Jacob Hendrik Pierneef
Twin Peaks, Jonkershoek
About this Item
signed
Notes
Executed in the 1920s, at the dawn of what Esmé Berman and P G Nel describe as the artist's celebrated period of 'discovery and mastery', this work is a magnificent precursor to Pierneef’s famous 1932 Johannesburg Station panel of Stellenbosch. Though his family briefly settled in the Netherlands during the Anglo-Boer War, Pierneef’s first professional European tour occurred in 1925. This exposure to international modernism, specifically the geometric theories of Willem van Konijnenburg, profoundly influenced his style.
While it is unclear if this jewel-like piece was painted immediately before or after his 1925 trip, it brilliantly balances linear clarity with an endearing depiction of a vernacular homestead nestled amongst ordered gardens. Pierneef first visited and painted the Jonkershoek range in 1921, and the subject remained an iconic motif throughout his career. Although many of his early treatments of this view were impressionistic, the present lot is a rare, completed version executed in casein. Casein is an ancient, water-based, and opaque medium using a binder derived from milk protein, which produces a durable, matte, pearly, and fast-drying finish. This work is similar to a depiction of the same subject sold in 2018 for R 512 100 in Strauss & Co’s Cape Town saleroom. However, that larger work, executed in watercolours and charcoal, carried the tone of a study. In contrast, the present lot offers a richer, more high-quality finish. Rare in quality and scale, this painting is a masterful arrangement of mauve, violet, and electric pink fragments.
The work is distinguished by its subtle colour variety and the angular, fragmented elements found in both the Cape Dutch architecture and the peaks behind. Pierneef’s typical palette of lavenders, purples, and greens is complemented here by candy-coloured oranges and reds on the canopied roof. The interlocking clouds further suggest an architectonic sensibility, mirroring the decorative quality he saw in the mountain peaks.

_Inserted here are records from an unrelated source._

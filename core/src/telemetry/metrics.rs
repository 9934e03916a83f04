use std::sync::Mutex;

/// Frame counters shared between batch workers.
pub struct MetricsRecorder {
    inner: Mutex<Metrics>,
}

#[derive(Debug, Clone, Copy, Default, PartialEq, Eq)]
pub struct MetricsSnapshot {
    pub processed: usize,
    pub errors: usize,
    pub published: usize,
}

#[derive(Default)]
struct Metrics {
    processed: usize,
    errors: usize,
    published: usize,
}

impl MetricsRecorder {
    pub fn new() -> Self {
        Self {
            inner: Mutex::new(Metrics::default()),
        }
    }

    pub fn record_processed(&self) {
        if let Ok(mut metrics) = self.inner.lock() {
            metrics.processed += 1;
        }
    }

    pub fn record_error(&self) {
        if let Ok(mut metrics) = self.inner.lock() {
            metrics.errors += 1;
        }
    }

    pub fn record_published(&self, deliveries: usize) {
        if let Ok(mut metrics) = self.inner.lock() {
            metrics.published += deliveries;
        }
    }

    pub fn snapshot(&self) -> MetricsSnapshot {
        if let Ok(metrics) = self.inner.lock() {
            MetricsSnapshot {
                processed: metrics.processed,
                errors: metrics.errors,
                published: metrics.published,
            }
        } else {
            MetricsSnapshot::default()
        }
    }
}

impl Default for MetricsRecorder {
    fn default() -> Self {
        Self::new()
    }
}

A master printmaker, Pierneef infused his milestone paintings with a controlled graphic element. The angular, carved lines of the Twin Peaks bear a striking resemblance to a number of his celebrated linocuts.
Works of this quality are few and far between, and a more dramatic, spine-tingling combination could not have been locked together more beautifully.
Esmé Berman (1996) Art and Artists of South Africa, Johannesburg: South Book, pages 327-334.
P G Nel (ed) (1990) J H Pierneef: His Life and His Work, Cape Town and Johannesburg: Perskor.